▸ **DATA SUPPLIED**
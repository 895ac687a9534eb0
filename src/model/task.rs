use std::fmt;
use std::str::FromStr;

use serde::{Deserialize, Serialize};

use super::id::{CardId, ProjectId, TaskId, UserId};

/// Workflow status of a task
#[derive(Debug, Clone, Copy, Default, PartialEq, Eq, Serialize, Deserialize)]
#[serde(rename_all = "snake_case")]
pub enum TaskStatus {
    #[default]
    #[serde(alias = "todo", alias = "TODO", alias = "to_do")]
    Todo,
    #[serde(alias = "in-progress", alias = "IN_PROGRESS", alias = "doing")]
    InProgress,
    #[serde(alias = "DONE", alias = "completed")]
    Done,
}

impl TaskStatus {
    pub fn as_str(self) -> &'static str {
        match self {
            TaskStatus::Todo => "todo",
            TaskStatus::InProgress => "in_progress",
            TaskStatus::Done => "done",
        }
    }
}

impl fmt::Display for TaskStatus {
    fn fmt(&self, f: &mut fmt::Formatter<'_>) -> fmt::Result {
        f.write_str(self.as_str())
    }
}

impl FromStr for TaskStatus {
    type Err = String;

    fn from_str(s: &str) -> Result<Self, Self::Err> {
        match s.trim().to_ascii_lowercase().replace('-', "_").as_str() {
            "todo" | "to_do" => Ok(TaskStatus::Todo),
            "in_progress" | "doing" | "active" => Ok(TaskStatus::InProgress),
            "done" | "completed" => Ok(TaskStatus::Done),
            other => Err(format!(
                "unknown status '{}' (expected todo, in_progress, done)",
                other
            )),
        }
    }
}

/// Task priority
#[derive(Debug, Clone, Copy, Default, PartialEq, Eq, PartialOrd, Ord, Serialize, Deserialize)]
#[serde(rename_all = "lowercase")]
pub enum TaskPriority {
    #[serde(alias = "LOW")]
    Low,
    #[default]
    #[serde(alias = "MEDIUM", alias = "normal")]
    Medium,
    #[serde(alias = "HIGH")]
    High,
}

impl TaskPriority {
    pub fn as_str(self) -> &'static str {
        match self {
            TaskPriority::Low => "low",
            TaskPriority::Medium => "medium",
            TaskPriority::High => "high",
        }
    }
}

impl fmt::Display for TaskPriority {
    fn fmt(&self, f: &mut fmt::Formatter<'_>) -> fmt::Result {
        f.write_str(self.as_str())
    }
}

impl FromStr for TaskPriority {
    type Err = String;

    fn from_str(s: &str) -> Result<Self, Self::Err> {
        match s.trim().to_ascii_lowercase().as_str() {
            "low" => Ok(TaskPriority::Low),
            "medium" | "normal" => Ok(TaskPriority::Medium),
            "high" => Ok(TaskPriority::High),
            other => Err(format!(
                "unknown priority '{}' (expected low, medium, high)",
                other
            )),
        }
    }
}

/// A task as the server knows it. The copy in the store's task collection
/// is authoritative; copies embedded in cards are projections of it.
#[derive(Debug, Clone, PartialEq, Eq, Serialize, Deserialize)]
pub struct Task {
    pub id: TaskId,
    pub project_id: ProjectId,
    /// Card the task is filed under, if any
    #[serde(default)]
    pub card_id: Option<CardId>,
    pub title: String,
    #[serde(default, skip_serializing_if = "Option::is_none")]
    pub description: Option<String>,
    #[serde(default)]
    pub status: TaskStatus,
    #[serde(default)]
    pub priority: TaskPriority,
    #[serde(default)]
    pub assigned_user_id: Option<UserId>,
}

/// Payload for creating a task inside a project
#[derive(Debug, Clone, Default, PartialEq, Eq, Serialize)]
pub struct NewTask {
    pub title: String,
    #[serde(skip_serializing_if = "Option::is_none")]
    pub description: Option<String>,
    #[serde(skip_serializing_if = "Option::is_none")]
    pub status: Option<TaskStatus>,
    #[serde(skip_serializing_if = "Option::is_none")]
    pub priority: Option<TaskPriority>,
    #[serde(skip_serializing_if = "Option::is_none")]
    pub card_id: Option<CardId>,
    #[serde(skip_serializing_if = "Option::is_none")]
    pub assigned_user_id: Option<UserId>,
}

impl NewTask {
    pub fn titled(title: impl Into<String>) -> Self {
        NewTask {
            title: title.into(),
            ..Default::default()
        }
    }
}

▸ **WORK INSTRUCTIONS**
Reproduce the material in full, with no word added or dropped.

▸ **EXERCISE OUTPUT**
repository 895ac687a9534eb0
filename src/model/task.rs
use std::fmt;
use std::str::FromStr;

use serde::{Deserialize, Serialize};

use super::id::{CardId, ProjectId, TaskId, UserId};

/// Workflow status of a task
#[derive(Debug, Clone, Copy, Default, PartialEq, Eq, Serialize, Deserialize)]
#[serde(rename_all = "snake_case")]
pub enum TaskStatus {
    #[default]
    #[serde(alias = "todo", alias = "TODO", alias = "to_do")]
    Todo,
    #[serde(alias = "in-progress", alias = "IN_PROGRESS", alias = "doing")]
    InProgress,
    #[serde(alias = "DONE", alias = "completed")]
    Done,
}

impl TaskStatus {
    pub fn as_str(self) -> &'static str {
        match self {
            TaskStatus::Todo => "todo",
            TaskStatus::InProgress => "in_progress",
            TaskStatus::Done => "done",
        }
    }
}

impl fmt::Display for TaskStatus {
    fn fmt(&self, f: &mut fmt::Formatter<'_>) -> fmt::Result {
        f.write_str(self.as_str())
    }
}

impl FromStr for TaskStatus {
    type Err = String;

    fn from_str(s: &str) -> Result<Self, Self::Err> {
        match s.trim().to_ascii_lowercase().replace('-', "_").as_str() {
            "todo" | "to_do" => Ok(TaskStatus::Todo),
            "in_progress" | "doing" | "active" => Ok(TaskStatus::InProgress),
            "done" | "completed" => Ok(TaskStatus::Done),
            other => Err(format!(
                "unknown status '{}' (expected todo, in_progress, done)",
                other
            )),
        }
    }
}

/// Task priority
#[derive(Debug, Clone, Copy, Default, PartialEq, Eq, PartialOrd, Ord, Serialize, Deserialize)]
#[serde(rename_all = "lowercase")]
pub enum TaskPriority {
    #[serde(alias = "LOW")]
    Low,
    #[default]
    #[serde(alias = "MEDIUM", alias = "normal")]
    Medium,
    #[serde(alias = "HIGH")]
    High,
}

impl TaskPriority {
    pub fn as_str(self) -> &'static str {
        match self {
            TaskPriority::Low => "low",
            TaskPriority::Medium => "medium",
            TaskPriority::High => "high",
        }
    }
}

impl fmt::Display for TaskPriority {
    fn fmt(&self, f: &mut fmt::Formatter<'_>) -> fmt::Result {
        f.write_str(self.as_str())
    }
}

impl FromStr for TaskPriority {
    type Err = String;

    fn from_str(s: &str) -> Result<Self, Self::Err> {
        match s.trim().to_ascii_lowercase().as_str() {
            "low" => Ok(TaskPriority::Low),
            "medium" | "normal" => Ok(TaskPriority::Medium),
            "high" => Ok(TaskPriority::High),
            other => Err(format!(
                "unknown priority '{}' (expected low, medium, high)",
                other
            )),
        }
    }
}

/// A task as the server knows it. The copy in the store's task collection
/// is authoritative; copies embedded in cards are projections of it.
#[derive(Debug, Clone, PartialEq, Eq, Serialize, Deserialize)]
pub struct Task {
    pub id: TaskId,
    pub project_id: ProjectId,
    /// Card the task is filed under, if any
    #[serde(default)]
    pub card_id: Option<CardId>,
    pub title: String,
    #[serde(default, skip_serializing_if = "Option::is_none")]
    pub description: Option<String>,
    #[serde(default)]
    pub status: TaskStatus,
    #[serde(default)]
    pub priority: TaskPriority,
    #[serde(default)]
    pub assigned_user_id: Option<UserId>,
}

/// Payload for creating a task inside a project
#[derive(Debug, Clone, Default, PartialEq, Eq, Serialize)]
pub struct NewTask {
    pub title: String,
    #[serde(skip_serializing_if = "Option::is_none")]
    pub description: Option<String>,
    #[serde(skip_serializing_if = "Option::is_none")]
    pub status: Option<TaskStatus>,
    #[serde(skip_serializing_if = "Option::is_none")]
    pub priority: Option<TaskPriority>,
    #[serde(skip_serializing_if = "Option::is_none")]
    pub card_id: Option<CardId>,
    #[serde(skip_serializing_if = "Option::is_none")]
    pub assigned_user_id: Option<UserId>,
}

impl NewTask {
    pub fn titled(title: impl Into<String>) -> Self {
        NewTask {
            title: title.into(),
            ..Default::default()
        }
    }
}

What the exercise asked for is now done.